Assessment of Sea Surface Signatures for Naval Platforms Using SAR Imagery (AssenSAR)

Lead Research Organisation: University of Bristol
Department Name: Electrical and Electronic Engineering

Abstract

In space imaging, enhanced image quality is key to the detection and characterisation of difficult and transient targets. For example, accurate evaluation of the sea surface conditions can help with the detection and characterisation of ship wakes. These provide key information for tracking (illegal) vessels and are also useful in classifying the characteristics of the wake generating vessel.
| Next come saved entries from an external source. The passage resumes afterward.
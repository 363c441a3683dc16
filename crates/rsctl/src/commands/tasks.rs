//! Task service command handlers.

use tabled::Tabled;

use rsctl_core::{Controller, Task};

use crate::cli::{GlobalOpts, TasksArgs, TasksCommand};
use crate::error::CliError;
use crate::output::{self, Detail};

use super::util;

// ── Table row ────────────────────────────────────────────────────────

#[derive(Tabled)]
struct TaskRow {
    #[tabled(rename = "ID")]
    id: String,
    #[tabled(rename = "Name")]
    name: String,
    #[tabled(rename = "State")]
    state: String,
    #[tabled(rename = "Status")]
    status: String,
    #[tabled(rename = "%")]
    percent: String,
    #[tabled(rename = "Started")]
    started: String,
}

impl From<&Task> for TaskRow {
    fn from(t: &Task) -> Self {
        Self {
            id: output::cell(t.id.as_deref()),
            name: output::cell(t.name.as_deref()),
            state: output::cell(t.task_state),
            status: output::cell(t.task_status.as_deref()),
            percent: output::cell(t.percent_complete),
            started: output::cell(t.start_time.as_deref()),
        }
    }
}

fn task_detail(t: &Task) -> String {
    let messages: Vec<&str> = t
        .messages
        .iter()
        .filter_map(|m| m.message.as_deref().or(m.message_id.as_deref()))
        .collect();

    Detail::new()
        .field("ID", t.id.as_deref())
        .field("Name", t.name.as_deref())
        .field("State", t.task_state)
        .field("Status", t.task_status.as_deref())
        .field("Percent complete", t.percent_complete)
        .field("Start time", t.start_time.as_deref())
        .field("End time", t.end_time.as_deref())
        .field("Task monitor", t.task_monitor.as_deref())
        .section("Messages")
        .items(&messages)
        .build()
}

fn task_key(t: &Task) -> String {
    output::cell(t.id.as_deref())
}

pub async fn handle(
    controller: &Controller,
    args: TasksArgs,
    global: &GlobalOpts,
) -> Result<(), CliError> {
    match args.command {
        TasksCommand::List { running } => {
            let tasks = controller.list_tasks(running).await?;
            let out = output::render_list(
                global.output,
                &tasks,
                |t| TaskRow::from(t),
                task_key,
            )?;
            output::print_output(&out, global.quiet);
            Ok(())
        }

        TasksCommand::Get { task_id } => {
            let task = controller.get_task(&task_id).await?;
            let out = output::render_single(global.output, &task, task_detail, task_key)?;
            output::print_output(&out, global.quiet);
            Ok(())
        }

        TasksCommand::Cancel { task_id } => {
            if !util::confirm(&format!("Cancel task '{task_id}'?"), global.yes)? {
                return Ok(());
            }
            controller.cancel_task(&task_id).await?;
            output::print_status("Task deleted", global.quiet);
            Ok(())
        }
    }
}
Until recently, one of the main factors hampering research into sea surface modelling was the lack of sufficient data of high enough quality, able to accurately describe the sea surface. Remote-sensing technologies have however shown remarkable progress in recent years and the availability of remotely sensed data of the Earth and sea surface is continuously growing. Several European missions (e.g., the Italian COSMO/SkyMed or the German TerraSAR-X) have developed a new generation of satellites exploiting synthetic aperture radar (SAR) to provide spatial resolutions previously unavailable from space-borne remote sensing. The UK is currently developing the first of a constellation of four satellites that will constitute the NovaSAR mission. This represents a milestone for Earth-observation capabilities but also requires the development of novel image modelling, analysis, and processing techniques, able to cope with this new generation of data and to optimally exploit them for information-extraction purposes.

Indeed, the mathematical modelling and understanding of wakes and other sea surface signatures can be greatly enhanced through image analysis and information extraction from SAR imagery. Hence, this project is concerned not only with the development and validation of new sea surface models, but also with the design of very advanced methods for enhancing SAR image quality and for subsequent information extraction.

The results of this project will be important in the detection and tracking of illegal vessels involved in smuggling goods or humans. They will also be indicative in terms of understanding and classifying the characteristics of the wake generating vessel. As a consequence, the work will directly benefit the design of stealthy vessels that can avoid such detections, reducing the risk to naval operations.

Planned Impact

AssenSAR is highly relevant to space imaging and hence to the UK's satellite industry (one of the Eight Great Technologies) where enhanced image quality can be exploited to detect and characterise difficult and transient targets.

The results of this project will be important in the detection and tracking of illegal vessels involved in smuggling goods or humans. They will also be indicative in terms of understanding and classifying the characteristics of the wake generating vessel. The work will thus inform the design of stealthy vessels that can avoid such detections, reducing the risk to naval operations.

The range of commercial and societal impact objectives are as follows:

Capability: We will help to shape UK capability across the satellite industry through better understanding of remote sensing imagery and its utility in information extraction in marine environments. Our researchers will be trained with the technical and enterprise skills needed to deliver the impact of this research across the wider community.

Commercial: Close coupling with partner organisations will facilitate pull-through into advanced products, opening new opportunities for innovation in both marine surveillance and remote sensing imaging. By liaising with the UK Satellite Applications Catapult, it is expected that the innovation potential of this project will be nurtured and eventual commercialisation of research will be facilitated. There are significant foreseeable opportunities for the creation of new starts-up to exploit the outcomes of this project.

Operational Practice: We will concentrate on the design of new denoising and super-resolution protocols for situations where automated processing is used to support human decision making. Obvious examples are in the viewing and analysis of remote sensing imagery and information extraction therefrom.